In February the government of Australia made an official request to this effect and Biden said he would consider it, raising hopes among Assange supporters that his ordeal might end. At the time, the Australian government said Assange’s case had “dragged on for too long and there is nothing to be gained by his continued incarceration”.

Assange’s mother, Christine, in a statement to Australian media, said on Tuesday that she was grateful that her son’s “ordeal is finally coming to an end”.

“This shows the importance and power of quiet diplomacy,” she said in the statement carried by public broadcaster ABC and other media.

Jodie Ginsberg, chief executive of the Committee to Protect Journalists, told Al Jazeera she was delighted at the news of Assange’s expected release.

“If Julian had been extradited to the US and prosecuted under the Espionage Act […] it would have had serious implications for journalists globally who seek information in the public interest, classified documents, and who then publish them in the public interest,” she said from New York. “Remember, of course that Julian is not a US citizen.
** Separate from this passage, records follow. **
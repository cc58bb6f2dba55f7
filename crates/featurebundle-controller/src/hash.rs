//! Content hashing of feature configuration.
//!
//! A feature is redeployed only when the hash of its inputs differs from the
//! one stored in its summary. The input is the feature's settings plus the
//! data of every referenced configuration object present in the store.

use std::collections::BTreeMap;

use featurebundle_core::{BundleSpec, FeatureId};
use featurebundle_storage::DynStore;
use serde::Serialize;
use sha2::{Digest, Sha256};
use tracing::debug;

use crate::error::ReconcileError;
use crate::features::Feature;

#[derive(Serialize)]
struct HashInput<'a> {
    feature: FeatureId,
    settings: &'a serde_json::Value,
    objects: Vec<HashedObject>,
}

#[derive(Serialize)]
struct HashedObject {
    key: String,
    data: BTreeMap<String, String>,
}

#[derive(Clone)]
pub struct ChangeDetector {
    store: DynStore,
}

impl ChangeDetector {
    pub fn new(store: DynStore) -> Self {
        Self { store }
    }

    /// Hash returned for features the bundle spec does not declare.
    pub fn unconfigured_hash() -> Vec<u8> {
        Sha256::digest(b"").to_vec()
    }

    /// Computes the content hash of `feature` as configured by `spec`.
    ///
    /// Referenced objects missing from the store are skipped.
    pub async fn compute_hash(
        &self,
        feature: &dyn Feature,
        spec: &BundleSpec,
    ) -> Result<Vec<u8>, ReconcileError> {
        if !feature.is_configured(spec) {
            return Ok(Self::unconfigured_hash());
        }

        let mut references = feature.references(spec);
        references.sort();
        references.dedup();

        let mut objects = Vec::with_capacity(references.len());
        for reference in &references {
            match self.store.get_config_object(reference).await? {
                Some(object) => objects.push(HashedObject {
                    key: reference.key(),
                    data: object.data,
                }),
                None => {
                    debug!(feature = %feature.id(), reference = %reference, "Referenced object not found; skipping");
                }
            }
        }

        let settings = feature.settings(spec);
        let input = HashInput {
            feature: feature.id(),
            settings: &settings,
            objects,
        };
        let bytes = serde_json::to_vec(&input).map_err(featurebundle_core::CoreError::from)?;
        Ok(Sha256::digest(&bytes).to_vec())
    }
}

impl std::fmt::Debug for ChangeDetector {
    fn fmt(&self, f: &mut std::fmt::Formatter<'_>) -> std::fmt::Result {
        f.debug_struct("ChangeDetector")
            .field("backend", &self.store.backend_name())
            .finish()
    }
}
He is an Australian citizen and if he had been brought to the US and had he been prosecuted, that could have meant that journalist anywhere seeking to publish information about human rights abuses, as Wikileaks did, could have found themselves pursued and prosecuted as the US had done with Julian.”

She added that the plea deal was a way for the Biden administration to save face, amid the increased pressure to release Assange, especially from Australia.

“They [the Biden administration] have a guilty plea on a criminal charge, but only on one criminal charge of course, and not the 18 that he was being prosecuted for and that could have seen him face 175 years in total in jail.  And Julian has been released to his home country and will now be able to spend time with his family and with his loved ones.”